Chinese AI startup DeepSeek burst into the AI scene earlier this year with its ultra-cost-effective, R1 V3-powered AI model. Consequently, it raised concerns among investors, especially after it surpassed OpenAI’s o1 reasoning model across a wide range of benchmarks, including math, science, and coding at a fraction of the cost.
While DeepSeek researchers claimed the company spent approximately $6 million to train its cost-effective model, multiple reports suggest that it cut corners by using Microsoft and OpenAI’s copyrighted content to train its model.
Another report claimed that the Chinese AI startup spent up to $1.6 billion on hardware, including 50,000 NVIDIA Hopper GPUs. OpenAI lodged a complaint, indicating the company used to train its models to train its cost-effective AI model.
The ChatGPT maker claimed DeepSeek used “distillation” to train its R1 model.

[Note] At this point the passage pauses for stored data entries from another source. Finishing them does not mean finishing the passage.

//! Sign in with Apple credential assembly
//!
//! Apple identity tokens are bound to a one-time nonce: the flow request
//! carries the SHA-256 digest of a random value, and the backend verifies the
//! raw value against the digest embedded in the returned token. This makes
//! Apple credentials single-use; see
//! [`Provider::is_reusable`](crate::models::Provider::is_reusable).

use crate::errors::UserError;
use crate::models::Credential;
use crate::utils::crypto;

/// Byte length of generated raw nonces.
const NONCE_LENGTH: usize = 32;

/// A raw/hashed nonce pair binding one Apple sign-in request.
#[derive(Debug, Clone)]
pub struct SignInNonce {
    /// The raw value, submitted to the backend alongside the identity token.
    pub raw: String,
    /// The SHA-256 hex digest, embedded in the flow request.
    pub hashed: String,
}

impl SignInNonce {
    /// Generate a fresh nonce pair.
    #[must_use]
    pub fn generate() -> Self {
        let raw = crypto::generate_nonce(NONCE_LENGTH);
        let hashed = crypto::sha256_hex(&raw);
        Self { raw, hashed }
    }
}

/// Raw artifacts returned by a completed Sign in with Apple flow.
#[derive(Debug, Clone)]
pub struct AppleTokens {
    /// Identity token returned by the flow.
    pub id_token: String,
    /// Account email address. Apple only shares it on first authorization;
    /// later flows must recover it from the identity token.
    pub email: Option<String>,
    /// Full name, only shared on first authorization.
    pub full_name: Option<String>,
}

/// Configuration for a Sign in with Apple flow.
#[derive(Debug, Clone)]
pub struct AppleSignIn {
    nonce: SignInNonce,
}

impl Default for AppleSignIn {
    fn default() -> Self {
        Self::new()
    }
}

impl AppleSignIn {
    /// Create a flow configuration with a fresh nonce.
    #[must_use]
    pub fn new() -> Self {
        Self {
            nonce: SignInNonce::generate(),
        }
    }

    /// The hashed nonce to embed in the flow request.
    #[must_use]
    pub fn hashed_nonce(&self) -> &str {
        &self.nonce.hashed
    }

    /// Build a credential from the tokens a completed flow returned.
    ///
    /// # Errors
    ///
    /// Returns [`UserError::InvalidEmail`] when the flow did not share an
    /// email address; linking requires one.
    pub fn credential(&self, tokens: AppleTokens) -> Result<Credential, UserError> {
        let email = match tokens.email {
            Some(email) if !email.trim().is_empty() => email,
            _ => return Err(UserError::InvalidEmail),
        };
        Ok(Credential::Apple {
            id_token: tokens.id_token,
            email,
            full_name: tokens.full_name,
            nonce: Some(self.nonce.raw.clone()),
        })
    }
}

For context, distillation is the process whereby a company, in this case, DeepSeek leverages preexisting model’s output (OpenAI) to train a new model.
As such, the company reduces the exorbitant amount of money required to develop and train an AI model. And as it now seems, OpenAI’s accusations seemingly hold some water.
A new study by AI detection firm Copyleaks reveals that DeepSeek’s AI-generated outputs are reminiscent of OpenAI’s ChatGPT. Perhaps more concerning, the study’d findings revealed a 74.2% resemblance (via Forbes).
Did DeepSeek train its AI model using OpenAI’s copyrighted content? The tell-tale signs suggest as much
Copyleaks uses screening tech and algorithm classifiers to identify text generate by AI models. For this specific study, the classifiers unanimously voted that DeepSeek’s outputs were generated using OpenAI’s models.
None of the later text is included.